I also told them I wanted to hear about people and events that have shaped them over the past 1-3 years.
While I was brainstorming topics of conversation, a house guest and fellow Cru staffer told me about the 5H’s as a way of getting to know people. I told my friends to prepare 15 minutes of telling the rest of us about their Heritage (growing up years), Hobbies, Highlight (of the last year), Hardship (of the last year), and Hope (future expectation).
The purpose of storytelling is not to help with your struggles, find your voice, or solve your problems, but to be lifted out of your self-obsession and into the larger story of God. –Larry Crabb
As we thought through the following questions, I reminded my friends to ask the Holy Spirit to show them His narrative.
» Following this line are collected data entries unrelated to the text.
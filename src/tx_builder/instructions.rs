//! Instruction planning for locally assembled swaps
//!
//! Order inside a plan is fixed:
//! 1. Compute budget instructions (CU limit, CU price)
//! 2. Setup (ephemeral WSOL account, destination token account)
//! 3. The swap itself
//! 4. Cleanup (close the ephemeral account)
//! 5. Relay tip, last so a failed swap never pays it

use solana_sdk::{
    compute_budget::ComputeBudgetInstruction,
    instruction::{AccountMeta, Instruction},
    pubkey,
    pubkey::Pubkey,
    system_instruction,
};

use super::BuildError;
use crate::types::native_mint;

pub const RAYDIUM_AMM_V4_PROGRAM_ID: Pubkey = pubkey!("675kPX9MHTjS2zt1qfr1NYHuzeLXfQM9H24wFSUt1Mp8");

/// `swap_base_in` instruction tag
const SWAP_BASE_IN: u8 = 9;

/// Size of an SPL token account
pub const TOKEN_ACCOUNT_LEN: usize = 165;

#[derive(Debug, Clone, Default)]
pub struct InstructionPlan {
    pub compute_budget: Vec<Instruction>,
    pub setup: Vec<Instruction>,
    pub swap: Vec<Instruction>,
    pub cleanup: Vec<Instruction>,
    pub tip: Option<Instruction>,
}

impl InstructionPlan {
    pub fn new(cu_limit: u32, cu_price_micro_lamports: u64) -> Self {
        let mut compute_budget = Vec::with_capacity(2);
        if cu_limit > 0 {
            compute_budget.push(ComputeBudgetInstruction::set_compute_unit_limit(cu_limit));
        }
        if cu_price_micro_lamports > 0 {
            compute_budget.push(ComputeBudgetInstruction::set_compute_unit_price(
                cu_price_micro_lamports,
            ));
        }
        Self {
            compute_budget,
            ..Self::default()
        }
    }

    /// Flatten in execution order
    pub fn into_instructions(self) -> Vec<Instruction> {
        let mut out = Vec::with_capacity(
            self.compute_budget.len() + self.setup.len() + self.swap.len() + self.cleanup.len() + 1,
        );
        out.extend(self.compute_budget);
        out.extend(self.setup);
        out.extend(self.swap);
        out.extend(self.cleanup);
        out.extend(self.tip);
        out
    }
}

/// Accounts of a Raydium AMM v4 pool
#[derive(Debug, Clone, Copy, PartialEq, Eq)]
pub struct AmmV4PoolKeys {
    pub amm_id: Pubkey,
    pub amm_authority: Pubkey,
    pub amm_open_orders: Pubkey,
    pub amm_target_orders: Pubkey,
    pub base_mint: Pubkey,
    pub quote_mint: Pubkey,
    pub base_vault: Pubkey,
    pub quote_vault: Pubkey,
    pub market_program_id: Pubkey,
    pub market_id: Pubkey,
    pub market_bids: Pubkey,
    pub market_asks: Pubkey,
    pub market_event_queue: Pubkey,
    pub market_base_vault: Pubkey,
    pub market_quote_vault: Pubkey,
    pub market_authority: Pubkey,
}

impl AmmV4PoolKeys {
    /// The non-WSOL side of the pool
    pub fn token_mint(&self) -> Pubkey {
        if self.base_mint == native_mint() {
            self.quote_mint
        } else {
            self.base_mint
        }
    }

    /// (input vault, output vault) when swapping `input_mint` in
    pub fn vaults_for_input(&self, input_mint: &Pubkey) -> Option<(Pubkey, Pubkey)> {
        if *input_mint == self.base_mint {
            Some((self.base_vault, self.quote_vault))
        } else if *input_mint == self.quote_mint {
            Some((self.quote_vault, self.base_vault))
        } else {
            None
        }
    }
}

pub fn swap_base_in(
    keys: &AmmV4PoolKeys,
    user_source: &Pubkey,
    user_destination: &Pubkey,
    owner: &Pubkey,
    amount_in: u64,
    minimum_amount_out: u64,
) -> Instruction {
    let mut data = Vec::with_capacity(17);
    data.push(SWAP_BASE_IN);
    data.extend_from_slice(&amount_in.to_le_bytes());
    data.extend_from_slice(&minimum_amount_out.to_le_bytes());

    let accounts = vec![
        AccountMeta::new_readonly(spl_token::id(), false),
        AccountMeta::new(keys.amm_id, false),
        AccountMeta::new_readonly(keys.amm_authority, false),
        AccountMeta::new(keys.amm_open_orders, false),
        AccountMeta::new(keys.amm_target_orders, false),
        AccountMeta::new(keys.base_vault, false),
        AccountMeta::new(keys.quote_vault, false),
        AccountMeta::new_readonly(keys.market_program_id, false),
        AccountMeta::new(keys.market_id, false),
        AccountMeta::new(keys.market_bids, false),
        AccountMeta::new(keys.market_asks, false),
        AccountMeta::new(keys.market_event_queue, false),
        AccountMeta::new(keys.market_base_vault, false),
        AccountMeta::new(keys.market_quote_vault, false),
        AccountMeta::new_readonly(keys.market_authority, false),
        AccountMeta::new(*user_source, false),
        AccountMeta::new(*user_destination, false),
        AccountMeta::new_readonly(*owner, true),
    ];

    Instruction {
        program_id: RAYDIUM_AMM_V4_PROGRAM_ID,
        accounts,
        data,
    }
}

/// Instructions opening a seed-derived WSOL account funded with `lamports`
/// and the one closing it back into `owner`. Returns (account, open, close).
pub fn ephemeral_wsol_account(
    owner: &Pubkey,
    seed: &str,
    lamports: u64,
) -> Result<(Pubkey, Vec<Instruction>, Instruction), BuildError> {
    let token_program = spl_token::id();
    let account = Pubkey::create_with_seed(owner, seed, &token_program)
        .map_err(|e| BuildError::instruction_failed("system", format!("seed derivation: {e}")))?;

    let create = system_instruction::create_account_with_seed(
        owner,
        &account,
        owner,
        seed,
        lamports,
        TOKEN_ACCOUNT_LEN as u64,
        &token_program,
    );
    let init = spl_token::instruction::initialize_account(&token_program, &account, &native_mint(), owner)
        .map_err(|e| BuildError::instruction_failed("spl_token", e.to_string()))?;
    let close = spl_token::instruction::close_account(&token_program, &account, owner, owner, &[])
        .map_err(|e| BuildError::instruction_failed("spl_token", e.to_string()))?;

    Ok((account, vec![create, init], close))
}

/// Constant-product output after the pool fee
pub fn constant_product_out(amount_in: u64, reserve_in: u64, reserve_out: u64, fee_bps: u64) -> u64 {
    if reserve_in == 0 || reserve_out == 0 {
        return 0;
    }
    let in_after_fee = amount_in as u128 * (10_000 - fee_bps.min(10_000)) as u128 / 10_000;
    let out = reserve_out as u128 * in_after_fee / (reserve_in as u128 + in_after_fee);
    out as u64
}

pub fn apply_slippage(amount: u64, slippage_bps: u16) -> u64 {
    let keep = 10_000u128.saturating_sub(slippage_bps as u128);
    (amount as u128 * keep / 10_000) as u64
}

#[cfg(test)]
mod tests {
    use super::*;
    use solana_sdk::compute_budget;

    fn keys() -> AmmV4PoolKeys {
        AmmV4PoolKeys {
            amm_id: Pubkey::new_unique(),
            amm_authority: Pubkey::new_unique(),
            amm_open_orders: Pubkey::new_unique(),
            amm_target_orders: Pubkey::new_unique(),
            base_mint: Pubkey::new_unique(),
            quote_mint: native_mint(),
            base_vault: Pubkey::new_unique(),
            quote_vault: Pubkey::new_unique(),
            market_program_id: Pubkey::new_unique(),
            market_id: Pubkey::new_unique(),
            market_bids: Pubkey::new_unique(),
            market_asks: Pubkey::new_unique(),
            market_event_queue: Pubkey::new_unique(),
            market_base_vault: Pubkey::new_unique(),
            market_quote_vault: Pubkey::new_unique(),
            market_authority: Pubkey::new_unique(),
        }
    }

    #[test]
    fn test_swap_base_in_layout() {
        let keys = keys();
        let owner = Pubkey::new_unique();
        let ix = swap_base_in(&keys, &Pubkey::new_unique(), &Pubkey::new_unique(), &owner, 1_000, 900);
        assert_eq!(ix.program_id, RAYDIUM_AMM_V4_PROGRAM_ID);
        assert_eq!(ix.data[0], 9);
        assert_eq!(u64::from_le_bytes(ix.data[1..9].try_into().unwrap()), 1_000);
        assert_eq!(u64::from_le_bytes(ix.data[9..17].try_into().unwrap()), 900);
        assert_eq!(ix.accounts.len(), 18);
        let last = ix.accounts.last().unwrap();
        assert_eq!(last.pubkey, owner);
        assert!(last.is_signer);
    }

    #[test]
    fn test_plan_ordering() {
        let owner = Pubkey::new_unique();
        let (_, open, close) = ephemeral_wsol_account(&owner, "seed", 2_039_280).unwrap();
        let mut plan = InstructionPlan::new(200_000, 10_000);
        plan.setup.extend(open);
        plan.swap.push(swap_base_in(&keys(), &Pubkey::new_unique(), &Pubkey::new_unique(), &owner, 1, 1));
        plan.cleanup.push(close);
        plan.tip = Some(system_instruction::transfer(&owner, &Pubkey::new_unique(), 1_000));

        let ixs = plan.into_instructions();
        assert_eq!(ixs.len(), 7);
        assert_eq!(ixs[0].program_id, compute_budget::id());
        assert_eq!(ixs[1].program_id, compute_budget::id());
        assert_eq!(ixs[4].program_id, RAYDIUM_AMM_V4_PROGRAM_ID);
        assert_eq!(ixs[5].program_id, spl_token::id());
        assert_eq!(ixs[6].program_id, solana_sdk::system_program::id());
    }

    #[test]
    fn test_zero_budget_skips_compute_instructions() {
        assert!(InstructionPlan::new(0, 0).into_instructions().is_empty());
    }

    #[test]
    fn test_constant_product() {
        // 1% of a balanced pool loses a little to price impact and the fee
        let out = constant_product_out(10_000, 1_000_000, 1_000_000, 25);
        assert!(out < 10_000 && out > 9_800);
        assert_eq!(constant_product_out(10, 0, 100, 25), 0);
        assert_eq!(apply_slippage(10_000, 100), 9_900);
        assert_eq!(apply_slippage(10_000, 20_000), 0);
    }

    #[test]
    fn test_vaults_for_input() {
        let keys = keys();
        assert_eq!(
            keys.vaults_for_input(&native_mint()),
            Some((keys.quote_vault, keys.base_vault))
        );
        assert_eq!(keys.token_mint(), keys.base_mint);
        assert!(keys.vaults_for_input(&Pubkey::new_unique()).is_none());
    }
}
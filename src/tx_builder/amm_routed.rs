//! Aggregator-routed swaps
//!
//! Two calls against the aggregator: `GET /quote` picks the route, `POST /swap`
//! returns an unsigned transaction for it. The transaction is signed locally and
//! never leaves the process unsigned.

use async_trait::async_trait;
use governor::{DefaultDirectRateLimiter, Quota, RateLimiter};
use reqwest::Client;
use serde::Deserialize;
use serde_json::{json, Value};
use std::num::NonZeroU32;
use std::time::Duration;
use tracing::{debug, warn};

use super::routing::{self, PreparedSwap};
use super::{signing, BuildContext, BuildError, BuilderKind, BuiltTransaction, TransactionBuilder};
use crate::config::AmmRoutedConfig;
use crate::types::{SwapInType, SwapIntent};

const SERVICE: &str = "amm_routed";

#[derive(Debug, Deserialize)]
#[serde(rename_all = "camelCase")]
struct SwapResponse {
    swap_transaction: String,
    #[serde(default)]
    last_valid_block_height: Option<u64>,
}

pub struct AmmRoutedBuilder {
    http: Client,
    base_url: String,
    limiter: Option<DefaultDirectRateLimiter>,
}

impl AmmRoutedBuilder {
    pub fn new(base_url: impl Into<String>, timeout: Duration, rate_limit_rps: u32) -> Result<Self, BuildError> {
        let http = Client::builder()
            .timeout(timeout)
            .pool_max_idle_per_host(16)
            .build()
            .map_err(|e| BuildError::quote(SERVICE, e.to_string()))?;
        let limiter = NonZeroU32::new(rate_limit_rps).map(|rps| RateLimiter::direct(Quota::per_second(rps)));
        Ok(Self {
            http,
            base_url: base_url.into().trim_end_matches('/').to_string(),
            limiter,
        })
    }

    pub fn from_config(config: &AmmRoutedConfig) -> Result<Self, BuildError> {
        Self::new(
            config.base_url.clone(),
            Duration::from_millis(config.timeout_ms),
            config.rate_limit_rps,
        )
    }

    async fn throttle(&self) {
        if let Some(limiter) = &self.limiter {
            limiter.until_ready().await;
        }
    }

    async fn quote(&self, prepared: &PreparedSwap, slippage_bps: u16) -> Result<Value, BuildError> {
        self.throttle().await;
        let route = &prepared.route;
        let resp = self
            .http
            .get(format!("{}/quote", self.base_url))
            .query(&[
                ("inputMint", route.input_mint.to_string()),
                ("outputMint", route.output_mint.to_string()),
                ("amount", route.amount.to_string()),
                ("slippageBps", slippage_bps.to_string()),
            ])
            .send()
            .await
            .map_err(|e| BuildError::quote(SERVICE, format!("quote request: {e}")))?;

        let status = resp.status();
        if !status.is_success() {
            let body = resp.text().await.unwrap_or_default();
            warn!(%status, body = %body, "Quote request rejected");
            return Err(BuildError::quote(SERVICE, format!("quote returned {status}")));
        }

        let quote: Value = resp
            .json()
            .await
            .map_err(|e| BuildError::quote(SERVICE, format!("quote JSON parse error: {e}")))?;
        if let Some(err) = quote.get("error").and_then(Value::as_str) {
            return Err(BuildError::quote(SERVICE, err.to_string()));
        }
        Ok(quote)
    }

    async fn swap(&self, prepared: &PreparedSwap, quote: Value, use_relay: bool) -> Result<SwapResponse, BuildError> {
        self.throttle().await;
        let body = json!({
            "quoteResponse": quote,
            "userPublicKey": prepared.owner.to_string(),
            "wrapAndUnwrapSol": true,
            "prioritizationFeeLamports": prioritization_fee(prepared.priority_fee_lamports, use_relay),
        });

        let resp = self
            .http
            .post(format!("{}/swap", self.base_url))
            .json(&body)
            .send()
            .await
            .map_err(|e| BuildError::quote(SERVICE, format!("swap request: {e}")))?;

        let status = resp.status();
        if !status.is_success() {
            return Err(BuildError::quote(SERVICE, format!("swap returned {status}")));
        }
        resp.json()
            .await
            .map_err(|e| BuildError::quote(SERVICE, format!("swap JSON parse error: {e}")))
    }
}

/// Relay tips ride in the swap request so the service places the tip instruction
fn prioritization_fee(fee_lamports: Option<u64>, use_relay: bool) -> Value {
    match (fee_lamports, use_relay) {
        (Some(fee), true) => json!({ "jitoTipLamports": fee }),
        (Some(fee), false) => json!(fee),
        (None, _) => json!("auto"),
    }
}

#[async_trait]
impl TransactionBuilder for AmmRoutedBuilder {
    fn kind(&self) -> BuilderKind {
        BuilderKind::AmmRouted
    }

    async fn build(&self, ctx: &BuildContext, intent: &SwapIntent) -> Result<BuiltTransaction, BuildError> {
        let prepared = routing::prepare(
            ctx,
            intent,
            self.kind(),
            &[SwapInType::Percentage, SwapInType::Quantity],
        )
        .await?;

        let quote = self.quote(&prepared, intent.slippage_bps).await?;
        let out_amount = quote.get("outAmount").and_then(Value::as_str).unwrap_or("?");
        debug!(intent_id = %intent.id, out_amount, "Quote received");
        let swap = self.swap(&prepared, quote, intent.use_priority_relay).await?;
        let transaction = signing::sign_serialized(&swap.swap_transaction, &prepared.signer)?;

        Ok(BuiltTransaction::new(
            transaction,
            swap.last_valid_block_height,
            prepared.route,
            self.kind(),
        ))
    }
}
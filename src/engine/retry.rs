//! Bounded retry around submission
//!
//! Only transient transport failures are retried. Delays grow exponentially
//! with full jitter, and the whole loop is capped both by attempt count and by
//! wall time. Each attempt runs under a timeout of the budget it has left and
//! the final delay is truncated the same way.

use rand::Rng;
use std::future::Future;
use std::time::Duration;
use tokio::time::{sleep, timeout, Instant};
use tracing::warn;

use crate::config::RetryConfig;
use crate::metrics::metrics;
use crate::sender::SendError;

/// Retry policy for submission
#[derive(Debug, Clone)]
pub struct RetryPolicy {
    /// Total attempts, the first one included
    pub max_attempts: u32,

    /// Multiplier for exponential backoff
    pub base: f64,

    /// Delay unit
    pub factor: Duration,

    /// Wall-time budget across all attempts
    pub max_elapsed: Duration,
}

impl Default for RetryPolicy {
    fn default() -> Self {
        Self {
            max_attempts: 3,
            base: 1.5,
            factor: Duration::from_millis(100),
            max_elapsed: Duration::from_secs(2),
        }
    }
}

impl From<&RetryConfig> for RetryPolicy {
    fn from(config: &RetryConfig) -> Self {
        Self {
            max_attempts: config.max_attempts.max(1),
            base: config.base,
            factor: Duration::from_millis(config.factor_ms),
            max_elapsed: Duration::from_millis(config.max_elapsed_ms),
        }
    }
}

impl RetryPolicy {
    /// Upper bound of the delay after the given failed attempt (1-based)
    pub fn backoff_ceiling(&self, attempt: u32) -> Duration {
        let ms = self.factor.as_millis() as f64 * self.base.powi(attempt as i32);
        Duration::from_millis(ms.min(self.max_elapsed.as_millis() as f64) as u64)
    }

    /// Full jitter: uniform in `[0, ceiling]`
    pub fn jittered_delay(&self, attempt: u32) -> Duration {
        let ceiling = self.backoff_ceiling(attempt).as_millis() as u64;
        Duration::from_millis(rand::thread_rng().gen_range(0..=ceiling))
    }
}

/// Result of a retried operation plus how many attempts it took
#[derive(Debug)]
pub struct Attempted<T> {
    pub result: Result<T, SendError>,
    pub attempts: u32,
}

/// Run `op` until it succeeds, fails permanently, or the policy is exhausted
pub async fn retry_transient<T, F, Fut>(policy: &RetryPolicy, mut op: F) -> Attempted<T>
where
    F: FnMut(u32) -> Fut,
    Fut: Future<Output = Result<T, SendError>>,
{
    let started = Instant::now();
    let mut attempt = 0;
    loop {
        attempt += 1;
        let remaining = policy.max_elapsed.saturating_sub(started.elapsed());
        let err = match timeout(remaining, op(attempt)).await {
            Ok(Ok(value)) => {
                return Attempted {
                    result: Ok(value),
                    attempts: attempt,
                }
            }
            Ok(Err(e)) => e,
            Err(_) => SendError::timeout(format!(
                "attempt {attempt} exceeded the {}ms retry budget",
                policy.max_elapsed.as_millis()
            )),
        };

        let elapsed = started.elapsed();
        if !err.is_transient() || attempt >= policy.max_attempts || elapsed >= policy.max_elapsed {
            return Attempted {
                result: Err(err),
                attempts: attempt,
            };
        }

        let delay = policy.jittered_delay(attempt).min(policy.max_elapsed - elapsed);
        metrics().submit_retries.inc();
        warn!(attempt, delay_ms = delay.as_millis() as u64, error = %err, "Transient submission failure, retrying");
        sleep(delay).await;
        if started.elapsed() >= policy.max_elapsed {
            return Attempted {
                result: Err(err),
                attempts: attempt,
            };
        }
    }
}

#[cfg(test)]
mod tests {
    use super::*;
    use crate::sender::SenderKind;
    use std::sync::atomic::{AtomicU32, Ordering};

    #[test]
    fn test_backoff_ceiling_grows_and_caps() {
        let policy = RetryPolicy::default();
        assert_eq!(policy.backoff_ceiling(1), Duration::from_millis(150));
        assert_eq!(policy.backoff_ceiling(2), Duration::from_millis(225));
        assert_eq!(policy.backoff_ceiling(60), Duration::from_secs(2));
        for _ in 0..100 {
            assert!(policy.jittered_delay(2) <= Duration::from_millis(225));
        }
    }

    #[tokio::test(start_paused = true)]
    async fn test_transient_failures_stop_after_max_attempts() {
        let calls = AtomicU32::new(0);
        let started = Instant::now();
        let outcome: Attempted<()> = retry_transient(&RetryPolicy::default(), |_| {
            calls.fetch_add(1, Ordering::SeqCst);
            async { Err(SendError::timeout("slow")) }
        })
        .await;

        assert_eq!(outcome.attempts, 3);
        assert_eq!(calls.load(Ordering::SeqCst), 3);
        assert!(outcome.result.unwrap_err().is_transient());
        assert!(started.elapsed() <= Duration::from_secs(2));
    }

    #[tokio::test(start_paused = true)]
    async fn test_permanent_failure_is_not_retried() {
        let outcome: Attempted<()> = retry_transient(&RetryPolicy::default(), |_| async {
            Err(SendError::Rejected {
                sender: SenderKind::HostedRelay,
                reason: "bad".into(),
            })
        })
        .await;
        assert_eq!(outcome.attempts, 1);
    }

    #[tokio::test(start_paused = true)]
    async fn test_wall_time_budget_cuts_attempts_short() {
        let started = Instant::now();
        let outcome: Attempted<()> = retry_transient(&RetryPolicy::default(), |_| async {
            sleep(Duration::from_millis(1_500)).await;
            Err(SendError::connect("refused"))
        })
        .await;

        // 1.5s attempt, short delay, then the second attempt is cut at the budget
        assert_eq!(outcome.attempts, 2);
        assert!(outcome.result.unwrap_err().is_transient());
        assert!(started.elapsed() <= Duration::from_secs(2));
    }

    #[tokio::test(start_paused = true)]
    async fn test_hanging_attempt_is_cut_at_budget() {
        let started = Instant::now();
        let outcome: Attempted<()> = retry_transient(&RetryPolicy::default(), |_| async {
            // As long as the default HTTP client timeout
            sleep(Duration::from_millis(10_000)).await;
            Err(SendError::timeout("http timeout"))
        })
        .await;

        assert_eq!(outcome.attempts, 1);
        assert!(matches!(
            outcome.result,
            Err(SendError::Transport {
                kind: crate::sender::TransportKind::Timeout,
                ..
            })
        ));
        assert!(started.elapsed() <= Duration::from_secs(2));
    }

    #[tokio::test(start_paused = true)]
    async fn test_recovers_after_transient_failure() {
        let outcome = retry_transient(&RetryPolicy::default(), |attempt| async move {
            if attempt < 2 {
                Err(SendError::timeout("slow"))
            } else {
                Ok(attempt)
            }
        })
        .await;
        assert_eq!(outcome.result.unwrap(), 2);
        assert_eq!(outcome.attempts, 2);
    }
}
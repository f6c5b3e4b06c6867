//! Mint decimals, cached for the life of the process

use dashmap::DashMap;
use solana_sdk::{pubkey, pubkey::Pubkey};
use spl_token::solana_program::program_pack::Pack;
use spl_token::state::Mint;
use std::sync::Arc;
use tracing::debug;

use crate::metrics::metrics;
use crate::rpc_manager::{AccountSnapshot, RpcGateway, RpcManagerError};
use crate::types::{native_mint, TokenMetadata, NATIVE_DECIMALS};

pub const TOKEN_2022_PROGRAM_ID: Pubkey = pubkey!("TokenzQdBNbLqP5VEhdkAS6EPFLC1PHnBqCXEpPxuEb");

pub struct TokenMetadataCache {
    rpc: Arc<dyn RpcGateway>,
    entries: DashMap<Pubkey, TokenMetadata>,
}

impl TokenMetadataCache {
    pub fn new(rpc: Arc<dyn RpcGateway>) -> Self {
        let entries = DashMap::new();
        entries.insert(
            native_mint(),
            TokenMetadata {
                mint: native_mint(),
                decimals: NATIVE_DECIMALS,
                token_program: spl_token::id(),
            },
        );
        Self { rpc, entries }
    }

    /// `Ok(None)` when the mint does not exist or is not a token mint
    pub async fn get(&self, mint: &Pubkey) -> Result<Option<TokenMetadata>, RpcManagerError> {
        if let Some(entry) = self.entries.get(mint) {
            metrics().token_cache_hits.inc();
            return Ok(Some(*entry));
        }
        metrics().token_cache_misses.inc();

        let Some(account) = self.rpc.get_account(mint).await? else {
            debug!(mint = %mint, "Mint account not found");
            return Ok(None);
        };
        let Some(metadata) = parse_mint_account(mint, &account) else {
            debug!(mint = %mint, owner = %account.owner, "Account is not a token mint");
            return Ok(None);
        };
        self.entries.insert(*mint, metadata);
        Ok(Some(metadata))
    }

    /// Seed an entry without a lookup
    pub fn insert(&self, metadata: TokenMetadata) {
        self.entries.insert(metadata.mint, metadata);
    }

    pub fn len(&self) -> usize {
        self.entries.len()
    }

    pub fn is_empty(&self) -> bool {
        self.entries.is_empty()
    }
}

pub fn is_token_program(program: &Pubkey) -> bool {
    *program == spl_token::id() || *program == TOKEN_2022_PROGRAM_ID
}

/// Decode decimals from an SPL Token or Token-2022 mint account
pub fn parse_mint_account(mint: &Pubkey, account: &AccountSnapshot) -> Option<TokenMetadata> {
    if !is_token_program(&account.owner) || account.data.len() < Mint::LEN {
        return None;
    }
    // Token-2022 mints carry extensions after the base layout
    let state = Mint::unpack_from_slice(&account.data[..Mint::LEN]).ok()?;
    if !state.is_initialized {
        return None;
    }
    Some(TokenMetadata {
        mint: *mint,
        decimals: state.decimals,
        token_program: account.owner,
    })
}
- What is God using to conform you more into his image? i.e. What is refining you currently?
- Think of a time of darkness, when you wondered, “Where is Good?”
- How is your marriage?
- Can a woman be too selfless? (This is a question I have really wrestled with in the last 12 months.)
The below questions I used 3 years ago at our first retreat, and I think they came from Tsh Oxenrider, though I’m not 100% sure. I printed these and left them on our dining table to use as fodder for evening conversation.
- If I gave you $1000, what would you do with it? (You can’t give it away)
- In what area of life or specific situation would you like input or advice?
- If you had one, what was a genius move you had over the past year?
- If you had one, what was one idiot move you had over the past year?
- What’s inspiring you?
- What refills your tank? what do you do on a daily/weekly basis to recharge?
- What’s something that helped your household run more smoothly–a tip, a practice, something you decided to let go of…
- What’s a recipe you make on repeat? Current crowd pleaser for the family.
EDIT: I’ll use this list next year, too.
Rachael and I arrived Thursday night. Sara came Friday morning. I picked her up at the airport (Rachael stayed back for alone time). Sara and I went to Ikea for several hours (without children!!). Angela arrived Friday afternoon. Casual dinner, book recommendations and talking late into the night.
Saturday we were in pajamas all day. Breakfast on your own then Stillness and Silence (read, journal, nap, whatever you want) until lunch. Then we talked at the table until dinner. Made dinner together (I taught them how to make Fijian Indian chicken curry) and talked into the night.
Sunday morning silence for a couple hours – we wrote love notes to our husbands. Then talking, lunch and praying until the mad dash to leave for the airport at 2pm.
As you can see, we didn’t do much except talk. And we talked about everything. Lots of phase of life, turning 40 conversations mostly because I had gone to a workshop on phases of life (+ lunch with Beth & David English) that really resonated with where I am and what I’m experiencing. It probably comes as no surprise that we also talked about body image struggles, food, food, food and more food, children, parenting, church, grief from the death of a sister, another lost her father-in-love. We talked husbands, their jobs, self care, friendships, mentoring, sleep, Bible study, praying together, and eating an inordinate amount chocolate. So much chocolate!
Because food is my love language, I planned the menu, grocery shopped and brought some meals already made. I didn’t want to spend the whole weekend in the kitchen. Nor did I want to waste any precious time by leaving our haven of conversation to find food. Maybe in future years we will venture out more. But this year it just felt right to hunker down and stay inside.
Two of us are committed to making this happen annually, whatever it takes. The other two need to decide year by year, and that’s OK. This kind of weekend fills my soul so well, I can’t imagine NOT doing it next year.
What about you?
Think of two friends you’d like to spend the weekend with. Send them a link to this article and ask them to consider.